This is the NASA page that details the laser approach -

[url] sunearth.gsfc.nasa.gov/eclipse/SEhelp/ApolloLaser.html [/url]

These are very old links and in my opinion not very reliable. See the disclaimer that the measurements are within 3cm of actual distance. And then consider the Earth crust is rotating and bouncing up and down more than 3cm. The 3.8cm recession guess work is just not good science. NASA should not post such stuff.

This stuff's been measured over a period of 30 years. The Moon fact sheet is dated April 2002; the sheet describing the setup is "old"(?) - 1999, why they'd need to update that, I don't know. I don't think a 3cm error rate is significant when the recession has been measured at over a metre. I've never seen any data regarding the bouncing crust (what's the period of this bounce?), but fair comment.
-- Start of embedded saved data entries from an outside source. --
//! Robop - interactive espeak front end with neural resynthesis
//!
//! Typed text is spoken by espeak, written to a WAV file, and optionally
//! passed through a RAVE-style encoder/decoder model to change its timbre.
//! Model output is shifted to compensate for the model's known latency.

pub mod audio;
pub mod error;
pub mod input;
pub mod logging;
pub mod models;
pub mod platform;
pub mod resynth;
pub mod session;
pub mod speech;
pub mod state;

pub use error::{Result, RobopError};

/// Version information
pub const VERSION: &str = env!("CARGO_PKG_VERSION");
pub const APP_NAME: &str = "robop";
I'll stick with the observations for now until someone sticks some hard counter-evidence in my face (and I'm not talking speculation/theory/personal belief a la zero/infinity).

It is not measured at a meter over 30 years and if the data shows this I'll accept that this is happening. Anyway, I cannot prove it is not so. Not just yet anyway. The idea that the moon is receeding because of tidal friction makes little sense either way. What about the other points of lunar theory? Why is the period not from new moon to new moon? If the inclination of the orbit was 90 degrees rather than 7 degrees the period would be 29.4 days. So why is it 27.5 days just because of the inclination?
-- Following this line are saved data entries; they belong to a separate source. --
//! Command grammar
//!
//! Recognized in this order:
//!
//! ```text
//! <blank line>           ignored, nothing is spoken
//! help
//! quit | exit
//! voices | voices=<lang>
//! set <key>=<value> [<key>=<value> ...]
//! anything else is text to speak
//! ```

use crate::{Result, RobopError};
use once_cell::sync::Lazy;
use regex::Regex;

/// One `key=value` token after `set`
static ASSIGNMENT: Lazy<Regex> = Lazy::new(|| {
    Regex::new(r"^([a-z]+)=([A-Za-z0-9_./\-]+)$").expect("Failed to compile assignment regex")
});

/// Language filter for `voices=<lang>`
static LANGUAGE: Lazy<Regex> =
    Lazy::new(|| Regex::new(r"^[A-Za-z0-9\-]+$").expect("Failed to compile language regex"));

pub const VOICES_USAGE: &str = "usage: voices or voices=<language>, e.g. voices=en";
pub const SET_USAGE: &str =
    "set must be followed by parameter assignments, e.g. set pitch=80 amp=100";

/// A parsed `key=value` pair
#[derive(Debug, Clone, PartialEq, Eq)]
pub struct Assignment {
    pub key: String,
    pub value: String,
}

/// One line of user input, classified
#[derive(Debug, Clone, PartialEq, Eq)]
pub enum Command {
    Help,
    Quit,
    /// List voices, optionally for one language
    Voices(Option<String>),
    /// Well-formed assignments in input order, plus tokens that were not
    Set {
        assignments: Vec<Assignment>,
        malformed: Vec<String>,
    },
    Speak(String),
    /// Blank line
    Empty,
}

/// Classify a line of input
///
/// A line that is empty or only whitespace is `Command::Empty` rather than
/// text, so it never reaches the TTS tool and does not use up a file number.
pub fn parse(line: &str) -> Result<Command> {
    if line.trim().is_empty() {
        return Ok(Command::Empty);
    }
    if line == "help" {
        return Ok(Command::Help);
    }
    if line == "quit" || line == "exit" {
        return Ok(Command::Quit);
    }
    if let Some(rest) = line.strip_prefix("voices") {
        return parse_voices(rest);
    }
    if let Some(rest) = line.strip_prefix("set") {
        return parse_set(rest);
    }
    Ok(Command::Speak(line.to_string()))
}

fn parse_voices(rest: &str) -> Result<Command> {
    if rest.trim().is_empty() {
        return Ok(Command::Voices(None));
    }
    match rest.strip_prefix('=') {
        Some(lang) if LANGUAGE.is_match(lang) => Ok(Command::Voices(Some(lang.to_string()))),
        _ => Err(RobopError::Usage(VOICES_USAGE.to_string())),
    }
}

fn parse_set(rest: &str) -> Result<Command> {
    // "setpitch=80" is neither a command nor a typo we want to speak
    if !rest.is_empty() && !rest.starts_with(char::is_whitespace) {
        return Err(RobopError::Usage(SET_USAGE.to_string()));
    }

    let mut assignments = Vec::new();
    let mut malformed = Vec::new();
    for token in rest.split_whitespace() {
        match ASSIGNMENT.captures(token) {
            Some(caps) => assignments.push(Assignment {
                key: caps[1].to_string(),
                value: caps[2].to_string(),
            }),
            None => malformed.push(token.to_string()),
        }
    }

    Ok(Command::Set {
        assignments,
        malformed,
    })
}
There is another point about tidal theory that makes little sense even though it works. The magnetude of tides is proportional to the 3rd power of the distance of the sun and moon from Earth. If the 3rd power of the distance is a real factor why is there very little in the tide when the moon is near and far from Earth? The moon's orbit is quite eccentric and if a 3rd power of distance law existed the tides should be much higher when the moon is nearest to Earth.

Jim

It's difficult to argue the whys and wherefores of tidal effects. At the last count, about 400 variables related to observer's position, weather, and motion of the earth and other objects in the solar system have been identified as contributing to the exact height of the tide, although admittedly, above all this, the Moon has the most significant effect by far. Also it's next to impossible to produce an equation that will calculate the tides - each location has a set of variables, or "harmonic constituents", as the tidal buffs like to call them. Having said that, here's an excellent link that explains it all, at least from the point of view of your point regarding the seeming third power paradox -

[url] mb-soft.com/public/tides.html [/url]

Regarding the 3.8cm/1m thing, it's too late on a Saturday night to be worrying about it, but if you insist, I'll write to NASA in the morning for confirmation of the source data used.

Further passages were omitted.